You have the right to revoke your consent at any time. This means that we will no longer process the data based on this consent in the future. The revocation of consent does not affect the lawfulness of the processing carried out on the basis of the consent until the revocation.

If we process your data on the basis of legitimate interests, you have the right to object to the processing of your data at any time on grounds relating to your particular situation. If it is a matter of objecting to the processing of data for direct marketing purposes, you have a general right of objection, which will also be implemented by us without giving reasons.

If you wish to exercise your right of revocation or objection, it is sufficient to send an informal message to the above contact details.

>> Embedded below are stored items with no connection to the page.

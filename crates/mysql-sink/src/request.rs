//! Relational write request.

use river_core::{Action, RowValue};
use std::sync::Arc;

/// One prepared-statement execution against the target database.
///
/// `query` is shared by every request built from the same event, so
/// requests of the same shape can be grouped by cheap comparison and
/// applied through a single prepared statement.
#[derive(Debug, Clone, PartialEq)]
pub struct SqlRequest {
    pub action: Action,
    /// Target table name.
    pub table: String,
    /// Statement text with `?` placeholders.
    pub query: Arc<str>,
    /// Positional bind values, one per placeholder.
    pub values: Vec<RowValue>,
}

impl SqlRequest {
    pub fn new(action: Action, table: impl Into<String>, query: Arc<str>, values: Vec<RowValue>) -> Self {
        Self {
            action,
            table: table.into(),
            query,
            values,
        }
    }
}
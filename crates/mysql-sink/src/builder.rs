//! Row-change event → SQL request translation.

use crate::request::SqlRequest;
use crate::template::{extract, Template};
use river_core::{
    check_row_lengths, check_update_pairs, Action, BuildError, RequestBuilder, Row, Rule,
};

/// Builder family for the relational sink.
#[derive(Debug, Clone, Copy, Default)]
pub struct SqlRequestBuilder;

impl RequestBuilder for SqlRequestBuilder {
    type Request = SqlRequest;

    fn build(&self, rule: &Rule, action: Action, rows: &[Row]) -> Result<Vec<SqlRequest>, BuildError> {
        match action {
            Action::Insert => build_insert(rule, rows),
            Action::Update => build_update(rule, rows),
            Action::Delete => build_delete(rule, rows),
        }
    }
}

/// One INSERT per row, all sharing one statement.
pub fn build_insert(rule: &Rule, rows: &[Row]) -> Result<Vec<SqlRequest>, BuildError> {
    let template = Template::insert(rule)?;
    check_row_lengths(rule, rows)?;

    Ok(rows
        .iter()
        .map(|row| {
            SqlRequest::new(
                Action::Insert,
                &rule.target_table,
                template.query.clone(),
                extract(row, &template.columns),
            )
        })
        .collect())
}

/// One UPDATE per (old, new) pair.
///
/// SET values come from the new row; WHERE values come from the old row's
/// primary key, so an update that changes the key still locates the row as
/// it exists in the target.
pub fn build_update(rule: &Rule, rows: &[Row]) -> Result<Vec<SqlRequest>, BuildError> {
    check_update_pairs(rows)?;
    let template = Template::update(rule)?;
    check_row_lengths(rule, rows)?;

    Ok(rows
        .chunks_exact(2)
        .map(|pair| {
            let (old, new) = (&pair[0], &pair[1]);
            let mut values = extract(new, &template.columns);
            values.extend(extract(old, &template.keys));
            SqlRequest::new(
                Action::Update,
                &rule.target_table,
                template.query.clone(),
                values,
            )
        })
        .collect())
}

/// One DELETE per row, bound to the row's primary key values.
pub fn build_delete(rule: &Rule, rows: &[Row]) -> Result<Vec<SqlRequest>, BuildError> {
    let template = Template::delete(rule)?;
    check_row_lengths(rule, rows)?;

    Ok(rows
        .iter()
        .map(|row| {
            SqlRequest::new(
                Action::Delete,
                &rule.target_table,
                template.query.clone(),
                extract(row, &template.keys),
            )
        })
        .collect())
}

#[cfg(test)]
mod tests {
    use super::*;
    use river_core::{RowValue, TableInfo};
    use std::sync::Arc;

    fn users_rule(pk: Vec<usize>) -> Rule {
        Rule::new(
            "shop",
            "users",
            "mirror",
            "users",
            TableInfo::new(vec!["id".into(), "name".into(), "age".into()], pk),
            vec![],
        )
        .unwrap()
    }

    fn row(id: i64, name: &str, age: i64) -> Row {
        vec![id.into(), name.into(), age.into()]
    }

    #[test]
    fn test_insert_shares_one_statement() {
        let rows: Vec<Row> = (0..5).map(|i| row(i, "x", i * 10)).collect();
        let reqs = build_insert(&users_rule(vec![0]), &rows).unwrap();

        assert_eq!(reqs.len(), 5);
        for (req, source) in reqs.iter().zip(&rows) {
            assert!(Arc::ptr_eq(&req.query, &reqs[0].query));
            assert_eq!(&req.values, source);
            assert_eq!(req.action, Action::Insert);
            assert_eq!(req.table, "users");
        }
    }

    #[test]
    fn test_insert_filtered_values_follow_column_order() {
        let rule = Rule::new(
            "shop",
            "users",
            "mirror",
            "users",
            TableInfo::new(vec!["id".into(), "name".into(), "age".into()], vec![0]),
            vec!["age".into(), "id".into()],
        )
        .unwrap();

        let reqs = build_insert(&rule, &[row(1, "a", 10)]).unwrap();
        assert_eq!(reqs[0].values, vec![RowValue::Int(1), RowValue::Int(10)]);
    }

    #[test]
    fn test_update_binds_new_values_then_old_key() {
        let rows = vec![row(1, "a", 10), row(2, "b", 11), row(3, "c", 30), row(3, "c", 31)];
        let reqs = build_update(&users_rule(vec![0]), &rows).unwrap();

        assert_eq!(reqs.len(), 2);
        assert_eq!(
            reqs[0].values,
            vec![RowValue::from("b"), RowValue::Int(11), RowValue::Int(1)]
        );
        assert_eq!(
            reqs[1].values,
            vec![RowValue::from("c"), RowValue::Int(31), RowValue::Int(3)]
        );
        assert!(Arc::ptr_eq(&reqs[0].query, &reqs[1].query));
    }

    #[test]
    fn test_update_odd_rows_is_malformed() {
        let rows = vec![row(1, "a", 10), row(1, "a", 11), row(2, "b", 20)];
        assert_eq!(
            build_update(&users_rule(vec![0]), &rows),
            Err(BuildError::MalformedEvent { rows: 3 })
        );
    }

    #[test]
    fn test_update_and_delete_need_primary_key() {
        let rule = users_rule(vec![]);
        let pair = vec![row(1, "a", 10), row(1, "a", 11)];
        assert!(matches!(
            build_update(&rule, &pair),
            Err(BuildError::NoPrimaryKey { .. })
        ));
        assert!(matches!(
            build_delete(&rule, &pair),
            Err(BuildError::NoPrimaryKey { .. })
        ));
        assert!(build_insert(&rule, &pair).is_ok());
    }

    #[test]
    fn test_delete_binds_key_in_key_order() {
        let reqs = build_delete(&users_rule(vec![2, 0]), &[row(7, "a", 40)]).unwrap();
        assert_eq!(reqs[0].values, vec![RowValue::Int(40), RowValue::Int(7)]);
    }

    #[test]
    fn test_short_row_is_rejected() {
        let err = build_insert(&users_rule(vec![0]), &[vec![1.into()]]).unwrap_err();
        assert!(matches!(err, BuildError::RowLength { expected: 3, actual: 1, .. }));
    }

    #[test]
    fn test_builder_dispatch() {
        let reqs = SqlRequestBuilder
            .build(&users_rule(vec![0]), Action::Delete, &[row(1, "a", 10)])
            .unwrap();
        assert_eq!(reqs[0].action, Action::Delete);
        assert_eq!(reqs[0].values, vec![RowValue::Int(1)]);
    }
}
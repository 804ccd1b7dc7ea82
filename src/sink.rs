//! Consumer side of the request channel.

use anyhow::Result;
use async_trait::async_trait;
use mysql_sink::{Applier, SqlRequest, TargetStore};
use search_sink::{BulkWriter, DocumentRequest};
use tokio::io::AsyncWrite;
use tokio::sync::mpsc;
use tokio_util::sync::CancellationToken;
use tracing::{debug, error, info};

/// Destination for request batches taken off the channel.
#[async_trait]
pub trait BatchSink<R: Send + 'static>: Send {
    async fn apply_batch(&mut self, batch: Vec<R>) -> Result<()>;
}

#[async_trait]
impl<S: TargetStore> BatchSink<SqlRequest> for Applier<S> {
    async fn apply_batch(&mut self, batch: Vec<SqlRequest>) -> Result<()> {
        self.apply(batch).await
    }
}

#[async_trait]
impl<W: AsyncWrite + Unpin + Send> BatchSink<DocumentRequest> for BulkWriter<W> {
    async fn apply_batch(&mut self, batch: Vec<DocumentRequest>) -> Result<()> {
        self.write_batch(&batch).await
    }
}

/// Drain the channel in FIFO order, applying one batch at a time.
///
/// Returns the number of batches applied once every sender is gone, or once
/// the token is cancelled and the channel holds nothing more. The first
/// apply failure cancels the pipeline; there is no retry.
pub async fn run_consumer<R, S>(
    mut rx: mpsc::Receiver<Vec<R>>,
    mut sink: S,
    cancel: CancellationToken,
) -> Result<usize>
where
    R: Send + 'static,
    S: BatchSink<R>,
{
    let mut applied = 0usize;

    loop {
        let batch = tokio::select! {
            biased;
            batch = rx.recv() => match batch {
                Some(batch) => batch,
                None => break,
            },
            _ = cancel.cancelled() => {
                info!("Consumer stopping on cancellation");
                break;
            }
        };

        let len = batch.len();
        if let Err(e) = sink.apply_batch(batch).await {
            error!("Failed to apply batch of {len} requests: {e:#}");
            cancel.cancel();
            return Err(e.context("failed to apply batch"));
        }

        applied += 1;
        debug!("Applied batch of {len} requests");
        if applied % 100 == 0 {
            info!("Applied {applied} batches");
        }
    }

    Ok(applied)
}

#[cfg(test)]
mod tests {
    use super::*;
    use mysql_sink::testing::{FailPoint, RecordingStore, StoreOp};
    use river_core::{Action, RowValue};
    use std::sync::Arc;

    fn batch(id: i64) -> Vec<SqlRequest> {
        vec![SqlRequest::new(
            Action::Insert,
            "users",
            Arc::from("INSERT q"),
            vec![RowValue::Int(id)],
        )]
    }

    #[tokio::test]
    async fn test_consumer_applies_in_fifo_order() {
        let store = RecordingStore::new();
        let (tx, rx) = mpsc::channel(4);
        tx.send(batch(1)).await.unwrap();
        tx.send(batch(2)).await.unwrap();
        drop(tx);

        let applied = run_consumer(rx, Applier::new(store.clone()), CancellationToken::new())
            .await
            .unwrap();

        assert_eq!(applied, 2);
        let ids: Vec<Vec<RowValue>> = store.committed().into_iter().map(|(_, v)| v).collect();
        assert_eq!(ids, vec![vec![RowValue::Int(1)], vec![RowValue::Int(2)]]);
    }

    #[tokio::test]
    async fn test_apply_failure_cancels_pipeline() {
        let store = RecordingStore::new().fail_at(FailPoint::Execute(vec![RowValue::Int(2)]));
        let cancel = CancellationToken::new();
        let (tx, rx) = mpsc::channel(4);
        tx.send(batch(1)).await.unwrap();
        tx.send(batch(2)).await.unwrap();
        tx.send(batch(3)).await.unwrap();

        let err = run_consumer(rx, Applier::new(store.clone()), cancel.clone())
            .await
            .unwrap_err();

        assert!(format!("{err:#}").starts_with("failed to apply batch"));
        assert!(cancel.is_cancelled());
        assert_eq!(store.committed().len(), 1);
        assert_eq!(
            store.journal().iter().filter(|op| **op == StoreOp::Rollback).count(),
            1
        );
    }

    #[tokio::test]
    async fn test_bulk_writer_sink() {
        let (tx, rx) = mpsc::channel(1);
        tx.send(vec![DocumentRequest::delete("users", "1".into())])
            .await
            .unwrap();
        drop(tx);

        let applied = run_consumer(rx, BulkWriter::new(Vec::new()), CancellationToken::new())
            .await
            .unwrap();
        assert_eq!(applied, 1);
    }
}
//! Search-index write request.

use base64::{engine::general_purpose::STANDARD as BASE64, Engine};
use river_core::{RowValue, DATETIME_FORMAT};
use serde_json::{Map, Number, Value};

/// Bulk action for one document.
#[derive(Debug, Clone, Copy, PartialEq, Eq, Hash)]
pub enum DocAction {
    /// Create or replace the whole document.
    Index,
    /// Merge a partial document into an existing one.
    Update,
    Delete,
}

impl DocAction {
    pub fn as_str(&self) -> &'static str {
        match self {
            Self::Index => "index",
            Self::Update => "update",
            Self::Delete => "delete",
        }
    }
}

/// One document operation keyed by index and id.
#[derive(Debug, Clone, PartialEq)]
pub struct DocumentRequest {
    pub action: DocAction,
    pub index: String,
    pub id: String,
    /// Document body; `None` for deletes.
    pub doc: Option<Map<String, Value>>,
}

impl DocumentRequest {
    pub fn index(index: impl Into<String>, id: String, doc: Map<String, Value>) -> Self {
        Self {
            action: DocAction::Index,
            index: index.into(),
            id,
            doc: Some(doc),
        }
    }

    pub fn update(index: impl Into<String>, id: String, doc: Map<String, Value>) -> Self {
        Self {
            action: DocAction::Update,
            index: index.into(),
            id,
            doc: Some(doc),
        }
    }

    pub fn delete(index: impl Into<String>, id: String) -> Self {
        Self {
            action: DocAction::Delete,
            index: index.into(),
            id,
            doc: None,
        }
    }
}

/// Render a row value as a JSON document field.
pub fn to_json(value: &RowValue) -> Value {
    match value {
        RowValue::Null => Value::Null,
        RowValue::Int(i) => Value::from(*i),
        RowValue::UInt(u) => Value::from(*u),
        RowValue::Float(f) => Number::from_f64(*f).map_or(Value::Null, Value::Number),
        RowValue::Text(s) => Value::String(s.clone()),
        RowValue::Bytes(b) => Value::String(BASE64.encode(b)),
        RowValue::DateTime(dt) => Value::String(dt.format(DATETIME_FORMAT).to_string()),
    }
}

Please get in touch using the following: privacy@grantassistant.ai.

When you submit your request through the email, you will receive a copy at the email address you indicate. We will strive to address your subject right request at the earliest but no later than within a month of receiving it.

If you are in the EU and have not received a response from us or are not satisfied with our response, you have the right to lodge a complaint with the data protection authority where you reside.